# Thread: can algorithms be time-dependent

1. Greetings forum members,

I have a quick question, not too involved.

Physics employs mathematics to solve complex ideas, but it seems mathematics is not used as a process of time, meaning that the process of the mathematical equation is not a concept of "time". For instance, physics doesn't use mathematics to explain how one spatial orientation goes from time "before" to time "after" purely as a mathematical equation of spatial orientation from time "before" to time "after" "as" a concept of the flow of "time", that time can be a mathematical process of a flux/change of space by the process of time, by the process of the mathematical algorithm.

Is that right though, namely can mathematics be used as a "process" purely of time to define how space changes in time, that "time" can represent the very mathematical matrix of how space appears to transform?

(hopefully someone can understand what I am trying to say, and it's just a question, not a statement).

Thank you for any replies.  2.

3. Originally Posted by theQuestIsNotOver
Greetings forum members,

I have a quick question, not too involved.

Physics employs mathematics to solve complex ideas, but it seems mathematics is not used as a process of time, meaning that the process of the mathematical equation is not a concept of "time". For instance, physics doesn't use mathematics to explain how one spatial orientation goes from time "before" to time "after" purely as a mathematical equation of spatial orientation from time "before" to time "after" "as" a concept of the flow of "time", that time can be a mathematical process of a flux/change of space by the process of time, by the process of the mathematical algorithm.

Is that right though, namely can mathematics be used as a "process" purely of time to define how space changes in time, that "time" can represent the very mathematical matrix of how space appears to transform?

(hopefully someone can understand what I am trying to say, and it's just a question, not a statement).

Thank you for any replies.
Your question is rather confusing, so I may be missing your point. But here goes..

Mathematics considers processes that are dynamical, functions of time quite regularly. The theory of differential equations is often stated using the imagery of dynamical systems, basically differential equations with the independent variable being time. The equations themselves can be functions of time (differential equations with variable coefficients).

It is not necessary to view the independent variable in the differential equations as time, since time is a concept of physics rather than of mathematics. But it is quite often helpful to do so so as to properly engage one's intuition.

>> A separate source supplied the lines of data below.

#[cfg(test)]
mod tests {
    use std::sync::Arc;

    use async_trait::async_trait;
    use axum::extract::{Path, Query, State};
    use axum::http::{HeaderMap, StatusCode};
    use axum::Json;

    use procura_agent::executor::ToolExecutor;
    use procura_agent::intent::IntentResolver;
    use procura_agent::llm::{CompletionClient, CompletionError};
    use procura_agent::runtime::AgentOrchestrator;
    use procura_core::domain::conversation::MessageRole;
    use procura_db::repositories::{
        InMemoryCartRepository, InMemoryCatalogRepository, InMemoryConversationStore,
        InMemoryPurchaseRequestRepository,
    };

    use super::*;
    use crate::gateway::DomainToolGateway;

    /// Always answers with canned text; the chat handler tests only care
    /// about request plumbing, not intent quality.
    struct CannedClient;

    #[async_trait]
    impl CompletionClient for CannedClient {
        async fn complete(
            &self,
            _system: &str,
            _prompt: &str,
        ) -> Result<String, CompletionError> {
            Ok("Happy to help with your procurement needs.".to_string())
        }
    }

    fn state() -> ApiState {
        let store = Arc::new(InMemoryConversationStore::default());
        let catalog_repo = Arc::new(InMemoryCatalogRepository::default());
        let cart_repo = Arc::new(InMemoryCartRepository::new(catalog_repo.clone()));
        let purchase_repo = Arc::new(InMemoryPurchaseRequestRepository::default());

        let catalog = Arc::new(CatalogService::new(catalog_repo.clone()));
        let cart = Arc::new(CartService::new(catalog_repo, cart_repo.clone()));
        let checkout = Arc::new(CheckoutService::new(cart_repo, purchase_repo));

        let gateway =
            Arc::new(DomainToolGateway::new(catalog.clone(), cart.clone(), checkout.clone()));
        let orchestrator = Arc::new(AgentOrchestrator::new(
            store.clone() as Arc<dyn ConversationStore>,
            IntentResolver::new(Arc::new(CannedClient), 10),
            ToolExecutor::new(gateway),
        ));

        ApiState {
            store: store as Arc<dyn ConversationStore>,
            catalog,
            cart,
            checkout,
            orchestrator,
        }
    }

    fn user_headers(user: &str) -> HeaderMap {
        let mut headers = HeaderMap::new();
        headers.insert(super::USER_HEADER, user.parse().expect("header value"));
        headers
    }

    fn register_request(name: &str, price: &str) -> RegisterItemRequest {
        RegisterItemRequest {
            name: name.to_string(),
            category: "office".to_string(),
            description: Some("adjustable".to_string()),
            estimated_price: price.to_string(),
        }
    }

    #[tokio::test]
    async fn chat_creates_a_conversation_and_returns_the_reply() {
        let state_value = state();

        let Json(response) = chat(
            State(state_value.clone()),
            user_headers("u-1"),
            Json(ChatRequest { message: "hello".to_string(), conversation_id: None }),
        )
        .await
        .expect("chat turn");

        assert!(!response.conversation_id.is_empty());
        assert_eq!(response.messages.len(), 2);
        assert_eq!(response.messages[0].role, MessageRole::User);
        assert_eq!(response.messages[1].role, MessageRole::Agent);

        // The conversation is listed for its owner.
        let Json(summaries) =
            list_conversations(State(state_value), user_headers("u-1")).await.expect("list");
        assert_eq!(summaries.len(), 1);
        assert_eq!(summaries[0].title, "hello");
    }

    #[tokio::test]
    async fn empty_chat_message_is_unprocessable() {
        let (status, Json(body)) = chat(
            State(state()),
            HeaderMap::new(),
            Json(ChatRequest { message: "   ".to_string(), conversation_id: None }),
        )
        .await
        .expect_err("validation error");
        assert_eq!(status, StatusCode::UNPROCESSABLE_ENTITY);
        assert!(body.error.contains("message must not be empty"));
    }

    #[tokio::test]
    async fn unknown_conversation_is_not_found() {
        let (status, _) = chat(
            State(state()),
            user_headers("u-1"),
            Json(ChatRequest {
                message: "hello".to_string(),
                conversation_id: Some("missing".to_string()),
            }),
        )
        .await
        .expect_err("not found");
        assert_eq!(status, StatusCode::NOT_FOUND);

        let (status, _) = get_conversation(
            State(state()),
            user_headers("u-1"),
            Path("missing".to_string()),
        )
        .await
        .expect_err("not found");
        assert_eq!(status, StatusCode::NOT_FOUND);
    }

    #[tokio::test]
    async fn registered_items_are_searchable() {
        let state_value = state();

        let (status, Json(item)) = register_item(
            State(state_value.clone()),
            user_headers("u-1"),
            Json(register_request("Standing desk", "499.99")),
        )
        .await
        .expect("register");
        assert_eq!(status, StatusCode::CREATED);
        assert_eq!(item.estimated_price.to_string(), "499.99");

        let Json(items) = search_items(
            State(state_value),
            Query(SearchQuery { q: Some("desk".to_string()), limit: None }),
        )
        .await
        .expect("search");
        assert_eq!(items.len(), 1);
        assert_eq!(items[0].name, "Standing desk");
    }

    #[tokio::test]
    async fn duplicate_registration_conflicts() {
        let state_value = state();
        register_item(
            State(state_value.clone()),
            HeaderMap::new(),
            Json(register_request("Stapler", "4.50")),
        )
        .await
        .expect("first registration");

        let (status, _) = register_item(
            State(state_value),
            HeaderMap::new(),
            Json(register_request("stapler", "5.00")),
        )
        .await
        .expect_err("duplicate");
        assert_eq!(status, StatusCode::CONFLICT);
    }

    #[tokio::test]
    async fn malformed_price_is_unprocessable() {
        let (status, _) = register_item(
            State(state()),
            HeaderMap::new(),
            Json(register_request("Desk", "not-a-price")),
        )
        .await
        .expect_err("bad price");
        assert_eq!(status, StatusCode::UNPROCESSABLE_ENTITY);
    }

    #[tokio::test]
    async fn cart_endpoints_require_a_user() {
        let (status, _) =
            view_cart(State(state()), HeaderMap::new()).await.expect_err("no user");
        assert_eq!(status, StatusCode::UNAUTHORIZED);

        let (status, _) = checkout(
            State(state()),
            HeaderMap::new(),
            Json(CheckoutRequest::default()),
        )
        .await
        .expect_err("no user");
        assert_eq!(status, StatusCode::UNAUTHORIZED);
    }

    #[tokio::test]
    async fn cart_and_checkout_round_trip() {
        let state_value = state();
        let (_, Json(item)) = register_item(
            State(state_value.clone()),
            user_headers("u-1"),
            Json(register_request("Monitor", "250.00")),
        )
        .await
        .expect("register");

        let Json(snapshot) = add_cart_item(
            State(state_value.clone()),
            user_headers("u-1"),
            Json(AddCartItemRequest { item_id: item.id.0.clone(), quantity: 2 }),
        )
        .await
        .expect("add to cart");
        assert_eq!(snapshot.lines.len(), 1);
        assert_eq!(snapshot.estimated_total.to_string(), "500.00");

        let (status, Json(request)) = checkout(
            State(state_value.clone()),
            user_headers("u-1"),
            Json(CheckoutRequest { notes: Some("Q3 refresh".to_string()) }),
        )
        .await
        .expect("checkout");
        assert_eq!(status, StatusCode::CREATED);
        assert_eq!(request.notes.as_deref(), Some("Q3 refresh"));

        // Cart is empty again; a second checkout conflicts.
        let Json(snapshot) =
            view_cart(State(state_value.clone()), user_headers("u-1")).await.expect("view");
        assert!(snapshot.lines.is_empty());

        let (status, _) = checkout(
            State(state_value),
            user_headers("u-1"),
            Json(CheckoutRequest::default()),
        )
        .await
        .expect_err("empty cart");
        assert_eq!(status, StatusCode::CONFLICT);
    }

    #[tokio::test]
    async fn other_users_carts_are_isolated() {
        let state_value = state();
        let (_, Json(item)) = register_item(
            State(state_value.clone()),
            user_headers("u-1"),
            Json(register_request("Keyboard", "80.00")),
        )
        .await
        .expect("register");

        add_cart_item(
            State(state_value.clone()),
            user_headers("u-1"),
            Json(AddCartItemRequest { item_id: item.id.0, quantity: 1 }),
        )
        .await
        .expect("add");

        let Json(snapshot) =
            view_cart(State(state_value), user_headers("u-2")).await.expect("view");
        assert!(snapshot.lines.is_empty());
    }
}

In terms of describing how space might change with time, mathematics provides the only useful way to formulate such a description. ?he entire theory of general relativity was built upon the mathematical discipline of differential geometry, an extension of what is called Riemannian geometery ( the generalization is called pseud-Riemannian geometry and is necessary to incorporate the special theory of relativity as a local case).

Physicists use mathematics in an essential way in their work. Eugene Wigner wrote an essay that you might like ot find and read called "The Unreasonable Effectiveness of Mathematics in the Natural Sciences".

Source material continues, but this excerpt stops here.